Sem mais suportar o frio, Douglas foi levado para casa por amigos que estavam ajudando no registro das imagens. Quando ligou o chuveiro e sentiu a água quente lavando a sujeira e esquentando a pele gelada, desatou a chorar. “Eu só pensava que eu estava ali, de volta ao conforto, enquanto os moradores de rua continuavam lá, sofrendo frio e fome”, lembra. A experiência foi tão marcante que Douglas resolveu incluir em sua rotina alguma ação em auxílio aos sem-teto. Tornou-se voluntário da revista Ocas, editada pela ONG Organização Civil de Ação Social e comercializada por moradores de rua, que ficam com o lucro da venda. “A experiência mudou minha visão. Estou muito mais atento às pessoas que encontro pelo caminho. Quando posso, ajudo com dinheiro, café, comida, roupas e, principalmente, atenção.”

Lições do almoço

Mas não precisamos viver uma situação tão extrema quanto Douglas para exercitarmos a empatia. Diariamente, a necessidade de compreensão está bem perto de nós – dentro de casa, por exemplo. Para Ana Lúcia Queiroz, de 44 anos, de São Paulo, o caso foi exatamente assim. Há alguns meses, sua filha Tamara, de 25 anos, começou a frequentar aulas de ioga e, aos poucos, foi deixando de comer carne.

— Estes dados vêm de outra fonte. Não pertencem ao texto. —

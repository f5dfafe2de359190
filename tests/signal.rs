//! Signal forwarding through the installed handler. Kept to one test since
//! the handler can only be installed once per process.

use std::{
    os::unix::process::ExitStatusExt,
    process::Command,
    thread,
    time::{Duration, Instant},
};

use nix::{
    sys::signal::{kill, Signal},
    unistd::Pid,
};
use usrpse_wrapper::{error::SupervisorError, supervisor::Supervisor};

#[test]
fn test_sigterm_reaches_child_as_sigint() {
    let sup = Supervisor::new();
    sup.install_signal_handler().unwrap();

    let runner = sup.clone();
    let handle = thread::spawn(move || {
        let mut cmd = Command::new("sleep");
        cmd.arg("30");
        runner.run::<_, SupervisorError>(cmd, |_| Ok(()))
    });
    let deadline = Instant::now() + Duration::from_secs(10);
    while sup.pid().is_none() {
        assert!(Instant::now() < deadline, "child never started");
        thread::sleep(Duration::from_millis(10));
    }

    kill(Pid::this(), Signal::SIGTERM).unwrap();
    let status = handle.join().unwrap().unwrap();
    assert_eq!(Some(Signal::SIGINT as i32), status.signal());
    assert_eq!(1, sup.forwarded());
    assert_eq!(None, sup.pid());
}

Quando soube que a filha havia se tornado vegetariana, Ana Lúcia não gostou nem um pouco. “Fiquei brava, com medo de que ela tivesse uma anemia”, conta.

Devagar, Tamara começou a mostrar algumas receitas para a mãe. Explicou que havia substituições saudáveis, e que ela não ficaria doente se comesse de forma variada. Ainda desconfiada, Ana Lúcia foi experimentando as receitas. Começou a gostar. Um dia, ela revelou a Tamara: “Estou há uma semana sem comer carne”. A filha abriu um sorriso de orelha a orelha: “Não esperava convencer o pessoal de casa a virar vegetariano. Mas conseguir a aceitação foi ótimo”. Hoje, a mãe raramente come carne.

Ana Lúcia teve dificuldade em se adaptar, mas, quando deu uma chance à nova maneira de pensar e agir da filha, começou a perceber vantagens. “Aprendi a apreciar o sabor mais suave dos outros alimentos e me sinto melhor, mais leve”, conta. Os novos hábitos acabaram aproximando mãe e filha, que hoje trocam receitas diferentes e experimentam juntas temperos e grãos. “Passamos horas na cozinha batendo papo”, diz Tamara.

Da mesma forma que Ademilton, Johnny, Charles e Douglas, Ana Lúcia aprendeu como vivenciar novos pontos de vista pode ser transformador, nos tornando pessoas mais tolerantes e conscientes. Seja em relação a estranhos, pessoas próximas, seja a nós mesmos. “Tem que se sentar, conversar, ouvir, conhecer antes de atirar a primeira pedra. O diálogo é a melhor coisa”, ensina.